Problem:
Wherever the word "grid" appears in the entries, copy the whole line.

Collected data
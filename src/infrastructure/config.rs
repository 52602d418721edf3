use crate::domain::CalculatorConfig;
use std::fs;
use std::path::Path;
use thiserror::Error;

#[derive(Debug, Error)]
pub enum ConfigError {
    #[error("failed to read {path}: {source}")]
    Io {
        path: String,
        #[source]
        source: std::io::Error,
    },
    #[error("invalid config file {path}: {source}")]
    Parse {
        path: String,
        #[source]
        source: serde_json::Error,
    },
    #[error("failed to serialize config: {0}")]
    Serialize(#[source] serde_json::Error),
    #[error("failed to write {path}: {source}")]
    Write {
        path: String,
        #[source]
        source: std::io::Error,
    },
}

pub struct ConfigRepository;

impl ConfigRepository {
    /// Loads a JSON configuration file. Missing fields take their defaults.
    pub fn load_config(path: impl AsRef<Path>) -> Result<CalculatorConfig, ConfigError> {
        let path = path.as_ref();
        let content = fs::read_to_string(path).map_err(|source| ConfigError::Io {
            path: path.display().to_string(),
            source,
        })?;
        serde_json::from_str(&content).map_err(|source| ConfigError::Parse {
            path: path.display().to_string(),
            source,
        })
    }

    /// Writes `config` as pretty-printed JSON, returning the path written.
    pub fn save_config(config: &CalculatorConfig, path: impl AsRef<Path>) -> Result<String, ConfigError> {
        let path = path.as_ref();
        let json = serde_json::to_string_pretty(config).map_err(ConfigError::Serialize)?;
        fs::write(path, json).map_err(|source| ConfigError::Write {
            path: path.display().to_string(),
            source,
        })?;
        Ok(path.display().to_string())
    }
}

#[cfg(test)]
mod tests {
    use super::*;
    use std::io::Write;
    use tempfile::NamedTempFile;

    #[test]
    fn test_load_config() {
        let mut file = NamedTempFile::new().unwrap();
        write!(file, r##"{{"precision": 4, "theme": {{"focus": "#123456"}}}}"##).unwrap();

        let config = ConfigRepository::load_config(file.path()).unwrap();
        assert_eq!(config.precision, 4);
        assert_eq!(config.theme.focus, "#123456");
        assert_eq!(config.theme.accent_button, "#FF9500");
    }

    #[test]
    fn test_load_missing_file() {
        let dir = tempfile::tempdir().unwrap();
        let result = ConfigRepository::load_config(dir.path().join("missing.json"));
        assert!(matches!(result, Err(ConfigError::Io { .. })));
    }

    #[test]
    fn test_load_invalid_json() {
        let mut file = NamedTempFile::new().unwrap();
        write!(file, "not json").unwrap();

        let result = ConfigRepository::load_config(file.path());
        assert!(matches!(result, Err(ConfigError::Parse { .. })));
    }

    #[test]
    fn test_save_and_reload() {
        let dir = tempfile::tempdir().unwrap();
        let path = dir.path().join("scicalc.json");
        let config = CalculatorConfig { precision: 3, ..Default::default() };

        let written = ConfigRepository::save_config(&config, &path).unwrap();
        assert_eq!(written, path.display().to_string());
        assert_eq!(ConfigRepository::load_config(&path).unwrap(), config);
    }

    #[test]
    fn test_save_to_missing_directory() {
        let dir = tempfile::tempdir().unwrap();
        let path = dir.path().join("missing").join("scicalc.json");

        let err = ConfigRepository::save_config(&CalculatorConfig::default(), &path).unwrap_err();
        assert!(matches!(err, ConfigError::Write { .. }));
        assert!(err.to_string().starts_with("failed to write"));
    }
}
//! Keypad layout shared by rendering, keyboard focus and mouse hit testing.

/// What pressing a button does.
#[derive(Debug, Clone, Copy, PartialEq, Eq)]
pub enum ButtonAction {
    /// Append a token to the display
    Input(&'static str),
    Clear,
    Backspace,
    Evaluate,
    Square,
    Inverse,
}

/// Visual class of a button.
#[derive(Debug, Clone, Copy, PartialEq, Eq)]
pub enum ButtonStyle {
    Digit,
    Accent,
    Control,
}

#[derive(Debug, Clone, Copy, PartialEq, Eq)]
pub struct Button {
    pub label: &'static str,
    pub action: ButtonAction,
    pub style: ButtonStyle,
}

const fn input(label: &'static str) -> Option<Button> {
    Some(Button {
        label,
        action: ButtonAction::Input(label),
        style: ButtonStyle::Digit,
    })
}

const fn command(label: &'static str, action: ButtonAction, style: ButtonStyle) -> Option<Button> {
    Some(Button { label, action, style })
}

pub const KEYPAD_ROWS: usize = 8;
pub const KEYPAD_COLS: usize = 4;

/// Button grid, top row first. `None` is an empty cell.
pub const KEYPAD: [[Option<Button>; KEYPAD_COLS]; KEYPAD_ROWS] = [
    [
        command("C", ButtonAction::Clear, ButtonStyle::Accent),
        input("("),
        input(")"),
        command("⌫", ButtonAction::Backspace, ButtonStyle::Control),
    ],
    [input("7"), input("8"), input("9"), input("/")],
    [input("4"), input("5"), input("6"), input("*")],
    [input("1"), input("2"), input("3"), input("-")],
    [input("0"), input("."), input("^"), input("+")],
    [
        input("sin"),
        input("cos"),
        input("tan"),
        command("=", ButtonAction::Evaluate, ButtonStyle::Accent),
    ],
    [input("ln"), input("π"), input("e"), input("√")],
    [
        command("x²", ButtonAction::Square, ButtonStyle::Accent),
        command("1/x", ButtonAction::Inverse, ButtonStyle::Accent),
        input("log"),
        None,
    ],
];

/// Returns the button at a grid position, if there is one.
pub fn button_at(row: usize, col: usize) -> Option<Button> {
    KEYPAD.get(row).and_then(|cells| cells.get(col)).copied().flatten()
}

/// Finds the grid position of the button with the given action.
pub fn position_of(action: ButtonAction) -> Option<(usize, usize)> {
    KEYPAD.iter().enumerate().find_map(|(row, cells)| {
        cells
            .iter()
            .position(|cell| cell.is_some_and(|button| button.action == action))
            .map(|col| (row, col))
    })
}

Response to this exercise:
/// Button grid, top row first. `None` is an empty cell.
/// Returns the button at a grid position, if there is one.
/// Finds the grid position of the button with the given action.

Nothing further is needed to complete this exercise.